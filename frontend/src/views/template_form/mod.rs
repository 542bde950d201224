//! Template builder, shared by `/templates/create` and `/templates/:id/edit`.
//!
//! With an `id` the existing template is loaded first and saving issues a PUT;
//! without one the form starts empty and saving issues a POST. Column rules
//! (trimmed names, no case-insensitive duplicates, at least one column) live in
//! `common::forms::ColumnBuilder`.

use yew::prelude::*;

mod messages;
mod props;
mod state;
mod update;
mod view;

pub use messages::Msg;
pub use props::TemplateFormProps;
pub use state::TemplateForm;

impl Component for TemplateForm {
    type Message = Msg;
    type Properties = TemplateFormProps;

    fn create(ctx: &Context<Self>) -> Self {
        let editing = ctx.props().id.is_some();
        if editing {
            ctx.link().send_message(Msg::Load);
        }
        TemplateForm::new(editing)
    }

    fn update(&mut self, ctx: &Context<Self>, msg: Self::Message) -> bool {
        update::update(self, ctx, msg)
    }

    fn changed(&mut self, ctx: &Context<Self>, old_props: &Self::Properties) -> bool {
        if ctx.props().id != old_props.id {
            *self = TemplateForm::new(ctx.props().id.is_some());
            if ctx.props().id.is_some() {
                ctx.link().send_message(Msg::Load);
            }
        }
        true
    }

    fn view(&self, ctx: &Context<Self>) -> Html {
        view::view(self, ctx)
    }
}
//! Uploaded files, with the dialog that adds new ones.
//!
//! Files and templates are requested together; the list renders once both
//! answered, since each row shows the name of the template it was validated
//! against.

use yew::platform::spawn_local;
use yew::prelude::*;
use yew_router::prelude::*;

use common::dates::format_date;
use common::error::ApiError;
use common::model::data_file::DataFile;
use common::model::template::Template;
use common::status::LoadState;

use crate::api::{self, data, templates};
use crate::components::upload_dialog::UploadDialog;
use crate::helpers::{icon, page_header, placeholder};
use crate::routes::{CreateDashboardQuery, Route};

pub enum Msg {
    Load,
    FilesLoaded(Result<Vec<DataFile>, ApiError>),
    TemplatesLoaded(Result<Vec<Template>, ApiError>),
    OpenDialog,
    CloseDialog,
}

pub struct Upload {
    files: LoadState<Vec<DataFile>>,
    templates: LoadState<Vec<Template>>,
    dialog_open: bool,
}

impl Upload {
    fn template_name(&self, template_id: Option<&str>) -> String {
        template_id
            .and_then(|id| {
                self.templates
                    .ready()
                    .and_then(|list| list.iter().find(|t| t.id == id))
            })
            .map(|t| t.name.clone())
            .unwrap_or_else(|| "-".to_string())
    }
}

impl Component for Upload {
    type Message = Msg;
    type Properties = ();

    fn create(ctx: &Context<Self>) -> Self {
        ctx.link().send_message(Msg::Load);
        Self {
            files: LoadState::Loading,
            templates: LoadState::Loading,
            dialog_open: false,
        }
    }

    fn update(&mut self, ctx: &Context<Self>, msg: Self::Message) -> bool {
        match msg {
            Msg::Load => {
                let Some(client) = api::client_from(ctx) else {
                    return false;
                };
                self.files = LoadState::Loading;
                self.templates = LoadState::Loading;
                let (files_client, files_link) = (client.clone(), ctx.link().clone());
                spawn_local(async move {
                    files_link.send_message(Msg::FilesLoaded(data::list(&files_client).await));
                });
                let link = ctx.link().clone();
                spawn_local(async move {
                    link.send_message(Msg::TemplatesLoaded(templates::list(&client).await));
                });
                true
            }
            Msg::FilesLoaded(result) => {
                self.files = LoadState::from_result(result);
                true
            }
            Msg::TemplatesLoaded(result) => {
                self.templates = LoadState::from_result(result);
                true
            }
            Msg::OpenDialog => {
                self.dialog_open = true;
                true
            }
            Msg::CloseDialog => {
                self.dialog_open = false;
                true
            }
        }
    }

    fn view(&self, ctx: &Context<Self>) -> Html {
        let link = ctx.link();
        let actions = html! {
            <button class="btn btn-primary" onclick={link.callback(|_| Msg::OpenDialog)}>
                { icon("upload_file") }{"Subir Archivo"}
            </button>
        };
        let body = match (&self.files, &self.templates) {
            (LoadState::Loading, _) | (_, LoadState::Loading) => placeholder("Cargando archivos..."),
            (LoadState::Failed(err), _) => placeholder(err),
            (LoadState::Ready(files), _) if files.is_empty() => html! {
                <div class="empty-state">
                    { icon("upload_file") }
                    <h3>{"No has subido archivos"}</h3>
                    <p class="muted">{"Sube un archivo Excel o CSV validado contra uno de tus templates."}</p>
                    <button class="btn btn-primary" onclick={link.callback(|_| Msg::OpenDialog)}>{"Subir Archivo"}</button>
                </div>
            },
            (LoadState::Ready(files), _) => html! {
                <table class="data-table">
                    <thead>
                        <tr>
                            <th>{"Archivo"}</th>
                            <th>{"Template"}</th>
                            <th>{"Filas"}</th>
                            <th>{"Columnas"}</th>
                            <th>{"Formato"}</th>
                            <th>{"Subido"}</th>
                            <th></th>
                        </tr>
                    </thead>
                    <tbody>
                        { for files.iter().map(|f| self.file_row(f)) }
                    </tbody>
                </table>
            },
        };

        html! {
            <section class="page">
                { page_header("Archivos", Some("Datos subidos y validados contra tus templates"), actions) }
                { body }
                <UploadDialog
                    open={self.dialog_open}
                    on_close={link.callback(|_| Msg::CloseDialog)}
                    on_uploaded={link.callback(|_| Msg::Load)}
                />
            </section>
        }
    }
}

impl Upload {
    fn file_row(&self, file: &DataFile) -> Html {
        let query = CreateDashboardQuery {
            data_id: Some(file.data_id.clone()),
        };
        html! {
            <tr key={file.data_id.clone()}>
                <td>
                    <Link<Route> to={Route::UploadDetail { id: file.data_id.clone() }}>{ file.name.clone() }</Link<Route>>
                </td>
                <td>{ self.template_name(file.template_id.as_deref()) }</td>
                <td>{ file.num_rows }</td>
                <td>{ file.num_columns }</td>
                <td><span class="badge">{ file.source_type.to_uppercase() }</span></td>
                <td>{ format_date(&file.created_at) }</td>
                <td class="row-actions">
                    <Link<Route> classes="icon-btn" to={Route::UploadPreview { id: file.data_id.clone() }}>
                        { icon("visibility") }<span class="icon-label">{"Vista previa"}</span>
                    </Link<Route>>
                    <Link<Route, CreateDashboardQuery> classes="icon-btn" to={Route::DashboardCreate} query={Some(query)}>
                        { icon("dashboard_customize") }<span class="icon-label">{"Crear dashboard"}</span>
                    </Link<Route, CreateDashboardQuery>>
                </td>
            </tr>
        }
    }
}
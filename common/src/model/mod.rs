pub mod dashboard;
pub mod data_file;
pub mod template;
pub mod user;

━━━━

◆ YOUR GOAL
State the number of lines in the records that contain the string "primary", and nothing more.

◆ SOLVED EXERCISE
2